Assignment - Look through the data below and show every line that includes "PartialEq".

---------- Dataset records ----------

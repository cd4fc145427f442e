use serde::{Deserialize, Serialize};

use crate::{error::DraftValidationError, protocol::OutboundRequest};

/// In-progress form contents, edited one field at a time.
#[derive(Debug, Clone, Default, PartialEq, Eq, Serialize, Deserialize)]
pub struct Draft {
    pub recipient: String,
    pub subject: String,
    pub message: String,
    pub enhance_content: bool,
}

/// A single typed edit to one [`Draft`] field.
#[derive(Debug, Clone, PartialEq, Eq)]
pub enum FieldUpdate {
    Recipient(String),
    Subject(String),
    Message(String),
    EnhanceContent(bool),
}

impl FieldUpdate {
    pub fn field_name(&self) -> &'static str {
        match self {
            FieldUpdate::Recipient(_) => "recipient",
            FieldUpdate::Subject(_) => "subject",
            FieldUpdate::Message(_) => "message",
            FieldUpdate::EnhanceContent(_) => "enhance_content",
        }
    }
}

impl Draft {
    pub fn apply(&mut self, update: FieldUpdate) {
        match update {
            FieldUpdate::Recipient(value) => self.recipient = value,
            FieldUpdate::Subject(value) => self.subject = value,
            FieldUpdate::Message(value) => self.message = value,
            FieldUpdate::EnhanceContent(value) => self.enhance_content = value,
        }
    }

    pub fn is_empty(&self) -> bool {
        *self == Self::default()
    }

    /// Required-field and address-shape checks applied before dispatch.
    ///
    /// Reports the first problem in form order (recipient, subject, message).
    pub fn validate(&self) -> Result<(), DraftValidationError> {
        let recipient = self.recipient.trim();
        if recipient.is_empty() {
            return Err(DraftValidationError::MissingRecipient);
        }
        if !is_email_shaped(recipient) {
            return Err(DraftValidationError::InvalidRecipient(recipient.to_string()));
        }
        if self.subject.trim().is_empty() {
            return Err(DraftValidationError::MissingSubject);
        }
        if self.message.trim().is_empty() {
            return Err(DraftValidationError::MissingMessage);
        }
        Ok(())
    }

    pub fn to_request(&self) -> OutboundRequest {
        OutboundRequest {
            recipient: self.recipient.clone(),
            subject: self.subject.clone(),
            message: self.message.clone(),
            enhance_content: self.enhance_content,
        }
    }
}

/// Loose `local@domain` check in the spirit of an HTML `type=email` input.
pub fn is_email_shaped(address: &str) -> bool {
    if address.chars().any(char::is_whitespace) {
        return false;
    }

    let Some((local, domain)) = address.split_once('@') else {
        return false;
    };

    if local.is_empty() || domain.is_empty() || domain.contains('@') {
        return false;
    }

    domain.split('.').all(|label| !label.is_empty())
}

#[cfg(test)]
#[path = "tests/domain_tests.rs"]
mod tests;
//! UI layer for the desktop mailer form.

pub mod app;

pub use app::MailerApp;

----------

Response to this task -
#[derive(Debug, Clone, Default, PartialEq, Eq, Serialize, Deserialize)]
#[derive(Debug, Clone, PartialEq, Eq)]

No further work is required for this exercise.